* **Records to process**
_ _ _ _ _

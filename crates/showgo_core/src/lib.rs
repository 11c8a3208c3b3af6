//! Core domain logic for ShowGo.
//! This crate owns the event/user records, the in-memory store, and the
//! category filter used by listing pages.

pub mod config;
pub mod filter;
pub mod logging;
pub mod model;
pub mod repo;
pub mod service;

pub use config::{AppConfig, ConfigError};
pub use filter::{filter_events, CategoryFilter, ALL_CATEGORIES, KNOWN_CATEGORIES};
pub use logging::{
    default_log_level, init_from_config, init_logging, logging_status, LoggingError,
};
pub use model::event::{Event, EventId, NewEvent};
pub use model::user::{NewUser, User, UserId};
pub use repo::clock::{Clock, ManualClock, SystemClock};
pub use repo::mem_store::MemStore;
pub use repo::{EventRepository, RepoError, RepoResult, UserRepository};
pub use service::event_service::EventService;
pub use service::seed::{sample_events, seed_sample_events};
pub use service::user_service::UserService;

/// Returns the core crate version.
pub fn core_version() -> &'static str {
    env!("CARGO_PKG_VERSION")
}

#[cfg(test)]
mod tests {
    use super::core_version;

    #[test]
    fn version_is_not_empty() {
        assert!(!core_version().is_empty());
    }
}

_ _ _ _ _

* **Task details**
Output the records in full, exactly.

* **Exercise solution**
filename crates/showgo_core/src/lib.rs
repository 11c8a3208c3b3af6
//! Core domain logic for ShowGo.
//! This crate owns the event/user records, the in-memory store, and the
//! category filter used by listing pages.

pub mod config;
pub mod filter;
pub mod logging;
pub mod model;
pub mod repo;
pub mod service;

pub use config::{AppConfig, ConfigError};
pub use filter::{filter_events, CategoryFilter, ALL_CATEGORIES, KNOWN_CATEGORIES};
pub use logging::{
    default_log_level, init_from_config, init_logging, logging_status, LoggingError,
};
pub use model::event::{Event, EventId, NewEvent};
pub use model::user::{NewUser, User, UserId};
pub use repo::clock::{Clock, ManualClock, SystemClock};
pub use repo::mem_store::MemStore;
pub use repo::{EventRepository, RepoError, RepoResult, UserRepository};
pub use service::event_service::EventService;
pub use service::seed::{sample_events, seed_sample_events};
pub use service::user_service::UserService;

/// Returns the core crate version.
pub fn core_version() -> &'static str {
    env!("CARGO_PKG_VERSION")
}

#[cfg(test)]
mod tests {
    use super::core_version;

    #[test]
    fn version_is_not_empty() {
        assert!(!core_version().is_empty());
    }
}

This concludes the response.